SP or IDP Initiated URL Used in SAML Based Identity Provider Configuration for Mulesoft Access Management

From our documentation on setting up SSO, you will find the following instructions regarding the two configurations on using an SP or IDP-initiated URL in Mulesoft Anypoint Platform.

Single Sign-On Initiation

Specify whether SSO can be initiated by the Anypoint Platform, your identity provider (for example, Okta), or both.

The Service Provider Only option allows only the Anypoint Platform to initiate SSO.

The Identity Provider Only option allows only your external identity provider to initiate SSO.

The Both option allows either Anypoint Platform or your external identity provider to initiate SSO.

The default value for this setting for newly configured identity provider configurations is Both.

SOLUTION

If your IDP metadata file or the SAML coming from IDP has two sign-on URLs, that means they support both IDP and SP-initiated SAML. One URL is the IDP-initiated sign-on URL and the other is the SP-initiated sign-on URL.

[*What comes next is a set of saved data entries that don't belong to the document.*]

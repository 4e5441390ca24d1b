use std::io::Read;
use std::path::{Path, PathBuf};

use thiserror::Error;

use super::model::{OlympicsDataset, Record};

/// Columns every input file must carry (exact, case-sensitive).
pub const REQUIRED_COLUMNS: [&str; 5] = ["country", "region", "gdp", "population", "total"];

// ---------------------------------------------------------------------------
// Errors
// ---------------------------------------------------------------------------

#[derive(Debug, Error)]
pub enum LoadError {
    #[error("cannot open {}: {source}", path.display())]
    Open {
        path: PathBuf,
        #[source]
        source: std::io::Error,
    },

    #[error("reading CSV: {0}")]
    Csv(#[from] csv::Error),

    #[error("CSV missing '{0}' column")]
    MissingColumn(&'static str),

    #[error("line {line}, column '{column}': '{value}' is not {expected}")]
    InvalidValue {
        line: u64,
        column: &'static str,
        value: String,
        expected: &'static str,
    },
}

// ---------------------------------------------------------------------------
// Public entry-points
// ---------------------------------------------------------------------------

/// Load the dashboard table from a CSV file.
pub fn load_file(path: &Path) -> Result<OlympicsDataset, LoadError> {
    let file = std::fs::File::open(path).map_err(|e| LoadError::Open {
        path: path.to_path_buf(),
        source: e,
    })?;
    read_csv(file)
}

/// CSV layout: header row with column names, at least the
/// [`REQUIRED_COLUMNS`]. Any other column is carried through as text.
///
/// Empty `gdp` / `population` cells load as missing values; every other
/// malformed numeric cell is an error.
pub fn read_csv<R: Read>(input: R) -> Result<OlympicsDataset, LoadError> {
    let mut reader = csv::Reader::from_reader(input);
    let headers: Vec<String> = reader.headers()?.iter().map(|h| h.to_string()).collect();

    let mut idx = [0usize; REQUIRED_COLUMNS.len()];
    for (slot, name) in idx.iter_mut().zip(REQUIRED_COLUMNS) {
        *slot = headers
            .iter()
            .position(|h| h == name)
            .ok_or(LoadError::MissingColumn(name))?;
    }
    let [country_idx, region_idx, gdp_idx, population_idx, total_idx] = idx;

    let extra_idx: Vec<usize> = (0..headers.len())
        .filter(|i| !idx.contains(i))
        .collect();
    let extra_columns = extra_idx.iter().map(|&i| headers[i].clone()).collect();

    let mut records = Vec::new();

    for result in reader.records() {
        let row = result?;
        let line = row.position().map(|p| p.line()).unwrap_or_default();
        // The csv reader rejects rows whose length differs from the header.
        let cell = |idx: usize| row.get(idx).unwrap_or("");

        records.push(Record {
            country: cell(country_idx).to_string(),
            region: cell(region_idx).to_string(),
            gdp: parse_optional_float(cell(gdp_idx), line, "gdp")?,
            population: parse_optional_float(cell(population_idx), line, "population")?,
            total: parse_count(cell(total_idx), line, "total")?,
            extra: extra_idx.iter().map(|&i| cell(i).to_string()).collect(),
        });
    }

    Ok(OlympicsDataset::from_records(records, extra_columns))
}

fn parse_optional_float(
    s: &str,
    line: u64,
    column: &'static str,
) -> Result<Option<f64>, LoadError> {
    let s = s.trim();
    if s.is_empty() {
        return Ok(None);
    }
    match s.parse::<f64>() {
        Ok(v) if v.is_finite() => Ok(Some(v)),
        _ => Err(LoadError::InvalidValue {
            line,
            column,
            value: s.to_string(),
            expected: "a number",
        }),
    }
}

fn parse_count(s: &str, line: u64, column: &'static str) -> Result<u32, LoadError> {
    s.trim().parse::<u32>().map_err(|_| LoadError::InvalidValue {
        line,
        column,
        value: s.to_string(),
        expected: "a medal count (0 to 4294967295)",
    })
}

#[cfg(test)]
mod tests {
    use super::*;
    use std::io::Write;
    use tempfile::NamedTempFile;

    const SAMPLE: &str = "\
country,region,gdp,population,total
USA,Americas,21000,331,113
CHN,Asia,14000,1441,88
";

    #[test]
    fn reads_required_columns() {
        let ds = read_csv(SAMPLE.as_bytes()).unwrap();
        assert_eq!(ds.len(), 2);
        assert_eq!(ds.records[0], Record::new("USA", "Americas", 21000.0, 331.0, 113));
        assert_eq!(ds.records[1], Record::new("CHN", "Asia", 14000.0, 1441.0, 88));
        assert!(ds.extra_columns.is_empty());
    }

    #[test]
    fn keeps_extra_columns_in_file_order() {
        let csv = "\
gold,country,region,gdp,population,total,code
39,USA,Americas,21000,331,113,US
";
        let ds = read_csv(csv.as_bytes()).unwrap();
        assert_eq!(ds.extra_columns, vec!["gold", "code"]);
        assert_eq!(ds.records[0].extra, vec!["39", "US"]);
        assert_eq!(ds.records[0].total, 113);
    }

    #[test]
    fn missing_column_is_an_error() {
        let csv = "country,region,gdp,total\nUSA,Americas,21000,113\n";
        let err = read_csv(csv.as_bytes()).unwrap_err();
        assert!(matches!(err, LoadError::MissingColumn("population")));
    }

    #[test]
    fn column_names_are_case_sensitive() {
        let csv = "Country,region,gdp,population,total\nUSA,Americas,1,1,1\n";
        let err = read_csv(csv.as_bytes()).unwrap_err();
        assert!(matches!(err, LoadError::MissingColumn("country")));
    }

    #[test]
    fn empty_numeric_cells_load_as_missing() {
        let csv = "country,region,gdp,population,total\nPRK,Asia,, ,2\n";
        let ds = read_csv(csv.as_bytes()).unwrap();
        assert_eq!(ds.records[0].gdp, None);
        assert_eq!(ds.records[0].population, None);
        assert_eq!(ds.gdp_bounds, None);
    }

    #[test]
    fn non_numeric_gdp_is_an_error() {
        let csv = "country,region,gdp,population,total\nUSA,Americas,n/a,331,113\n";
        let err = read_csv(csv.as_bytes()).unwrap_err();
        match err {
            LoadError::InvalidValue { line, column, value, .. } => {
                assert_eq!(line, 2);
                assert_eq!(column, "gdp");
                assert_eq!(value, "n/a");
            }
            other => panic!("unexpected error: {other}"),
        }
    }

    #[test]
    fn nan_gdp_is_an_error() {
        let csv = "country,region,gdp,population,total\nUSA,Americas,NaN,331,113\n";
        assert!(matches!(
            read_csv(csv.as_bytes()),
            Err(LoadError::InvalidValue { column: "gdp", .. })
        ));
    }

    #[test]
    fn negative_or_empty_total_is_an_error() {
        for total in ["-1", "", "3.5"] {
            let csv = format!("country,region,gdp,population,total\nUSA,Americas,1,1,{total}\n");
            assert!(matches!(
                read_csv(csv.as_bytes()),
                Err(LoadError::InvalidValue { column: "total", .. })
            ));
        }
    }

    #[test]
    fn total_beyond_medal_count_range_is_an_error() {
        let csv = "country,region,gdp,population,total\nUSA,Americas,1,1,4294967296\n";
        assert!(matches!(
            read_csv(csv.as_bytes()),
            Err(LoadError::InvalidValue { column: "total", .. })
        ));
        let csv = "country,region,gdp,population,total\nUSA,Americas,1,1,4294967295\n";
        assert_eq!(read_csv(csv.as_bytes()).unwrap().records[0].total, u32::MAX);
    }

    #[test]
    fn ragged_row_is_an_error() {
        let csv = "country,region,gdp,population,total\nUSA,Americas,1,1\n";
        assert!(matches!(read_csv(csv.as_bytes()), Err(LoadError::Csv(_))));
    }

    #[test]
    fn bundled_sample_loads() {
        let ds = read_csv(include_str!("../../olympics.csv").as_bytes()).unwrap();
        assert_eq!(ds.len(), 30);
        assert_eq!(ds.extra_columns, vec!["gold", "silver", "bronze"]);
        assert_eq!(ds.regions, vec!["Americas", "Asia", "Europe", "Oceania", "Africa"]);
        assert!(ds.records.iter().all(|r| r.gdp.is_some() && r.population.is_some()));
    }

    #[test]
    fn load_file_reads_from_disk() {
        let mut tmp = NamedTempFile::new().unwrap();
        tmp.write_all(SAMPLE.as_bytes()).unwrap();
        let ds = load_file(tmp.path()).unwrap();
        assert_eq!(ds.regions, vec!["Americas", "Asia"]);
    }

    #[test]
    fn load_file_reports_missing_path() {
        let dir = tempfile::tempdir().unwrap();
        let path = dir.path().join("olympics.csv");
        let err = load_file(&path).unwrap_err();
        match &err {
            LoadError::Open { source, .. } => {
                assert_eq!(source.kind(), std::io::ErrorKind::NotFound)
            }
            other => panic!("unexpected error: {other}"),
        }
        assert!(err.to_string().contains("olympics.csv"));
    }
}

The example below is from Salesforce IDP metadata:

IDP Initated 
<md:SingleSignOnService Binding="urn:oasis:names:tc:SAML:2.0:bindings:HTTP-POST" 
Location="https://abc.my.salesforce.com/idp/endpoint/HttpPost"/>

SP Initiated
<md:SingleSignOnService Binding="urn:oasis:names:tc:SAML:2.0:bindings:HTTP-Redirect" 
Location="https://abc.my.salesforce.com/idp/endpoint/HttpRedirect"/>

• In Anypoint configuration, if "Both" is selected, then the sign-on URL should be the SP-initiated URL. Anypoint always uses SP-initiated URL when both are selected 
  • SP-Initiated SSO Using IDP-Initiated SSO URL Fails with Unauthorized Error
• In  Anypoint configuration, if "SP initiated"  is selected, then the sign-on URL should be the SP-initiated URL.
• In  Anypoint configuration, if "IDP initiated"  is selected, then the sign-on URL should be the IDP-initiated URL.